“Ah! Você preferiria dormir aqui, perto de mim, do que ir sozinho ao hotel, disse-me Saint-Loup, rindo-se.
– Oh! Roberto, você é cruel, ao tomar isso com ironia, disse-lhe, pois você sabe que isso é impossível [num quartel], e que eu vou sofrer muito por lá.
– Pois bem! Isso me compraz, disse-me, porque eu tive, por mim mesmo, esta ideia de que você preferiria ficar aqui esta noite. E é precisamente isso que eu fui pedir ao capitão.
– E ele permitiu? Exclamei.
– Sem qualquer dificuldade.
– Oh! Eu o adoro!
– Não, isso é demasiado. Agora me deixe chamar meu adjunto para que se ocupe de nosso jantar”, ele acrescentou, enquanto eu me virava para esconder minhas lágrimas.*
Nesta cena, Proust faz a descrição do reconhecimento do reconhecimento natural do favor que lhe fez o amigo.
Por um lado, aparece o incontornável do mecanismo afetivo, no automatismo das lágrimas. Se pudesse, Proust as evitaria; não pode, por isso se vira.
As lágrimas surgem como reconhecimento ou ação natural do corpo – uma secreção devida à alguma contração de alguma glândula. Contração à qual corresponde, junto ou ao mesmo tempo, na alma de Proust, a um afeto de reconhecimento (uma espécie de amor, de alegria cuja causa ele atribui a seu amigo) que ele não pode esconder, a não ser se virando de costas.
Por outro, ele reconhece imediatamente este afeto, que, para ele, porém, é desmesurado. Ele se envergonha (numa espécie de tristeza). Vergonha à qual corresponde, junto ou ao mesmo tempo, à virada do corpo de Proust.
A descrição da cena deixaria tanto o behaviorista como o animista em apuros.
O behaviorista, ao analisar a cena, precisa fazer abstração da alma (suprimi-la, desconsiderá-la). Olharia apenas para o comportamento, as lágrimas, o corpo que se vira. Seria difícil para ele explicar a virada do corpo. Como uma contração da glândula lacrimal, neste caso particular, faria virar o corpo, se, em outros casos, esta mesma contração não causa o girar do corpo?

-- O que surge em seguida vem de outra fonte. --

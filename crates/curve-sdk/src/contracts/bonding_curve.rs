use alloy_primitives::{Address, Bytes, U256};
use alloy_sol_types::{sol, SolCall};
use log::error;

use crate::{
    error::{ErrorCode, Result},
    state::BondingCurveState,
    transport::{EvmCall, EvmViewTransport},
};

sol! {
    #[allow(non_camel_case_types)]
    contract BondingCurve {
        function bondingCurve(address token) view returns (
            address tokenMint,
            uint256 virtualTokenReserves,
            uint256 virtualEthReserves,
            uint256 realTokenReserves,
            uint256 realEthReserves,
            uint256 tokenTotalSupply,
            uint256 mcapLimit,
            bool complete
        );

        function calculateEthCost(address token, uint256 amount) view returns (uint256);

        function buy(address token, uint256 amount, uint256 maxEthCost) payable;
        function sell(address token, uint256 amount, uint256 minEthOut);
    }
}

impl From<BondingCurve::bondingCurveReturn> for BondingCurveState {
    fn from(value: BondingCurve::bondingCurveReturn) -> Self {
        Self {
            token_mint: value.tokenMint,
            virtual_token_reserves: value.virtualTokenReserves,
            virtual_eth_reserves: value.virtualEthReserves,
            real_token_reserves: value.realTokenReserves,
            real_eth_reserves: value.realEthReserves,
            token_total_supply: value.tokenTotalSupply,
            mcap_limit: value.mcapLimit,
            complete: value.complete,
        }
    }
}

/// Calldata for `buy(token, amount, maxEthCost)`.
pub fn encode_buy(token: Address, amount: U256, max_eth_cost: U256) -> Bytes {
    BondingCurve::buyCall {
        token,
        amount,
        maxEthCost: max_eth_cost,
    }
    .abi_encode()
    .into()
}

/// Calldata for `sell(token, amount, minEthOut)`.
pub fn encode_sell(token: Address, amount: U256, min_eth_out: U256) -> Bytes {
    BondingCurve::sellCall {
        token,
        amount,
        minEthOut: min_eth_out,
    }
    .abi_encode()
    .into()
}

/// Read-side client for the curve contract.
#[derive(Clone)]
pub struct BondingCurveClient<T: EvmViewTransport> {
    curve: Address,
    transport: T,
}

impl<T: EvmViewTransport> BondingCurveClient<T> {
    pub fn new(curve: Address, transport: T) -> Self {
        Self { curve, transport }
    }

    pub fn address(&self) -> Address {
        self.curve
    }

    /// Raw `bondingCurve(token)` snapshot; a zero mint means the token is untracked.
    pub async fn bonding_curve(&self, token: Address) -> Result<BondingCurveState> {
        let calldata = BondingCurve::bondingCurveCall { token }.abi_encode();
        let raw = self.view(calldata).await?;
        let decoded = BondingCurve::bondingCurveCall::abi_decode_returns(&raw, true)
            .map_err(|err| {
                error!(
                    "bondingCurve({token}) on {} returned undecodable data ({} bytes): {err}",
                    self.curve,
                    raw.len()
                );
                ErrorCode::DecodeFailure
            })?;
        Ok(decoded.into())
    }

    /// Contract-side ETH quote for `amount` tokens, used as the sell price source.
    pub async fn calculate_eth_cost(&self, token: Address, amount: U256) -> Result<U256> {
        let calldata = BondingCurve::calculateEthCostCall { token, amount }.abi_encode();
        let raw = self.view(calldata).await?;
        let decoded = BondingCurve::calculateEthCostCall::abi_decode_returns(&raw, true)
            .map_err(|err| {
                error!(
                    "calculateEthCost({token}, {amount}) on {} returned undecodable data: {err}",
                    self.curve
                );
                ErrorCode::DecodeFailure
            })?;
        Ok(decoded._0)
    }

    async fn view(&self, calldata: Vec<u8>) -> Result<Bytes> {
        let call = EvmCall::new(self.curve, Bytes::from(calldata), U256::ZERO);
        self.transport.call_view(call).await
    }
}

#[cfg(test)]
mod tests {
    use super::*;
    use alloy_primitives::keccak256;

    fn selector(signature: &str) -> [u8; 4] {
        let hash = keccak256(signature.as_bytes());
        [hash[0], hash[1], hash[2], hash[3]]
    }

    #[test]
    fn selectors_match_canonical_signatures() {
        assert_eq!(
            BondingCurve::bondingCurveCall::SELECTOR,
            selector("bondingCurve(address)")
        );
        assert_eq!(
            BondingCurve::calculateEthCostCall::SELECTOR,
            selector("calculateEthCost(address,uint256)")
        );
        assert_eq!(
            BondingCurve::buyCall::SELECTOR,
            selector("buy(address,uint256,uint256)")
        );
        assert_eq!(
            BondingCurve::sellCall::SELECTOR,
            selector("sell(address,uint256,uint256)")
        );
    }

    #[test]
    fn sell_calldata_layout() {
        let token = Address::repeat_byte(0xAB);
        let data = encode_sell(token, U256::from(7u64), U256::from(3u64));
        assert_eq!(data.len(), 4 + 3 * 32);
        assert_eq!(&data[..4], &selector("sell(address,uint256,uint256)"));
        assert_eq!(&data[16..36], token.as_slice());
        assert_eq!(data[67], 7);
        assert_eq!(data[99], 3);
    }
}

O animista, ao contrário, ao considerar apenas o que se passa na alma – as intenções, as emoções, as volições, que animam, que fazem mover, que conduzem o corpo – teria dificuldades para explicar por que as lágrimas surgem, apesar da intenção da alma de as esconder. Para isso, talvez, fosse preciso hipostasiar na alma um princípio inconsciente.
Estas dificuldades, a do behaviorista como a do animista, cessam, se aceitamos saltar, oportunamente, de um plano a outro, do plano corpóreo ao anímico e vice-versa, a partir da premissa de que estes dois planos se equivalem.
Uma parte da cena é mais facilmente descrita no plano corpóreo, a das lágrimas, a outra, a da vergonha, no plano da alma ou das ideias das afecções do corpo.
(*) PROUST, Marcel. Le Côté de Guermantes. Paris: Le Livre de Poche, 1992 [1920]. P. 104.